# [About this task]
The output should be every line below that includes the word "struct".

(Saved entries)

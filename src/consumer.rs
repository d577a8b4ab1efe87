// Copyright (c) 2025, The Ruskit Authors
// MIT License
// All rights reserved.

//! # Task Queue Consumer
//!
//! Holds the single subscription of a broker instance and hands out deliveries one at
//! a time. `next` is the only place where a caller waits for the network; it can be
//! bounded by a timeout and interrupted through a `CancellationToken`.
//!
//! Under `AckPolicy::Immediate` a delivery is acknowledged as soon as it is pulled,
//! before anyone looked at its body. Under `AckPolicy::AfterDecode` the caller settles
//! it with `ack` or `reject`.

use crate::{
    channel::{AmqpChannel, Delivery, DeliveryStream},
    config::AckPolicy,
    errors::BrokerError,
};
use futures_util::StreamExt;
use std::{sync::Arc, time::Duration};
use tokio_util::sync::CancellationToken;
use tracing::{debug, error, warn};
use uuid::Uuid;

struct Subscription {
    queue: String,
    consumer_tag: String,
    stream: DeliveryStream,
}

pub struct TaskConsumer {
    channel: Arc<dyn AmqpChannel>,
    ack_policy: AckPolicy,
    subscription: Option<Subscription>,
    unacked: usize,
}

impl TaskConsumer {
    pub fn new(channel: Arc<dyn AmqpChannel>, ack_policy: AckPolicy) -> TaskConsumer {
        TaskConsumer {
            channel,
            ack_policy,
            subscription: None,
            unacked: 0,
        }
    }

    /// Opens the subscription on `queue`. Fails if one is already active.
    pub async fn subscribe(&mut self, queue: &str) -> Result<(), BrokerError> {
        if let Some(active) = &self.subscription {
            warn!(queue = active.queue, "subscription already active");
            return Err(BrokerError::AlreadySubscribed(active.queue.clone()));
        }

        let consumer_tag = format!("celery-rabbitmq-{}", Uuid::new_v4());

        let stream = match self.channel.consume(queue, &consumer_tag).await {
            Err(err) => {
                error!(error = err.to_string(), queue, "error to create the consumer");
                Err(BrokerError::Subscription {
                    queue: queue.to_owned(),
                    source: err,
                })
            }
            Ok(s) => Ok(s),
        }?;

        debug!(queue, consumer_tag, "subscription opened");

        self.subscription = Some(Subscription {
            queue: queue.to_owned(),
            consumer_tag,
            stream,
        });
        self.unacked = 0;

        Ok(())
    }

    /// Waits for the next delivery.
    ///
    /// A failed or exhausted delivery stream ends the subscription and is reported as
    /// `BrokerError::Connection`.
    pub async fn next(
        &mut self,
        cancel: &CancellationToken,
        timeout: Option<Duration>,
    ) -> Result<Delivery, BrokerError> {
        let subscription = self.subscription.as_mut().ok_or(BrokerError::NotConsuming)?;

        let pull = async {
            match timeout {
                Some(limit) => tokio::time::timeout(limit, subscription.stream.next())
                    .await
                    .map_err(|_| BrokerError::Timeout),
                None => Ok(subscription.stream.next().await),
            }
        };

        let item = tokio::select! {
            biased;
            _ = cancel.cancelled() => return Err(BrokerError::Cancelled),
            item = pull => item?,
        };

        match item {
            Some(Ok(delivery)) => {
                self.unacked += 1;
                debug!(
                    delivery_tag = delivery.delivery_tag,
                    redelivered = delivery.redelivered,
                    "delivery received"
                );

                if self.ack_policy == AckPolicy::Immediate {
                    if let Err(err) = self.ack(&delivery).await {
                        // the delivery is not handed out, so it is not in flight either
                        self.unacked = self.unacked.saturating_sub(1);
                        return Err(err);
                    }
                }

                Ok(delivery)
            }
            Some(Err(err)) => {
                error!(error = err.to_string(), "errors consume msg");
                self.subscription = None;
                Err(BrokerError::Connection(err.to_string()))
            }
            None => {
                warn!("delivery stream closed by the broker");
                self.subscription = None;
                Err(BrokerError::Connection("delivery stream closed".to_owned()))
            }
        }
    }

    pub async fn ack(&mut self, delivery: &Delivery) -> Result<(), BrokerError> {
        if let Err(err) = self.channel.ack(delivery.delivery_tag).await {
            error!(error = err.to_string(), "error whiling ack msg");
            return Err(BrokerError::Ack(delivery.delivery_tag));
        }

        self.unacked = self.unacked.saturating_sub(1);
        Ok(())
    }

    /// Negative-acknowledges a delivery. Without `requeue` the broker dead-letters it
    /// when the queue has a DLQ and drops it otherwise.
    pub async fn reject(&mut self, delivery: &Delivery, requeue: bool) -> Result<(), BrokerError> {
        if let Err(err) = self.channel.nack(delivery.delivery_tag, requeue).await {
            error!(error = err.to_string(), "error whiling nack msg");
            return Err(BrokerError::Nack(delivery.delivery_tag));
        }

        self.unacked = self.unacked.saturating_sub(1);
        Ok(())
    }

    /// Cancels the active subscription, if any.
    pub async fn unsubscribe(&mut self) -> Result<(), BrokerError> {
        let Some(subscription) = self.subscription.take() else {
            return Ok(());
        };

        let result = self.channel.cancel(&subscription.consumer_tag).await;

        match result {
            Err(err) => {
                error!(error = err.to_string(), "error to cancel the consumer");
                Err(BrokerError::Subscription {
                    queue: subscription.queue,
                    source: err,
                })
            }
            _ => {
                debug!(queue = subscription.queue, "subscription cancelled");
                Ok(())
            }
        }
    }

    pub fn is_subscribed(&self) -> bool {
        self.subscription.is_some()
    }

    /// Deliveries handed out and not settled yet.
    pub fn unacked(&self) -> usize {
        self.unacked
    }

    pub fn ack_policy(&self) -> AckPolicy {
        self.ack_policy
    }
}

# [Written solution]
struct Subscription {
pub struct TaskConsumer {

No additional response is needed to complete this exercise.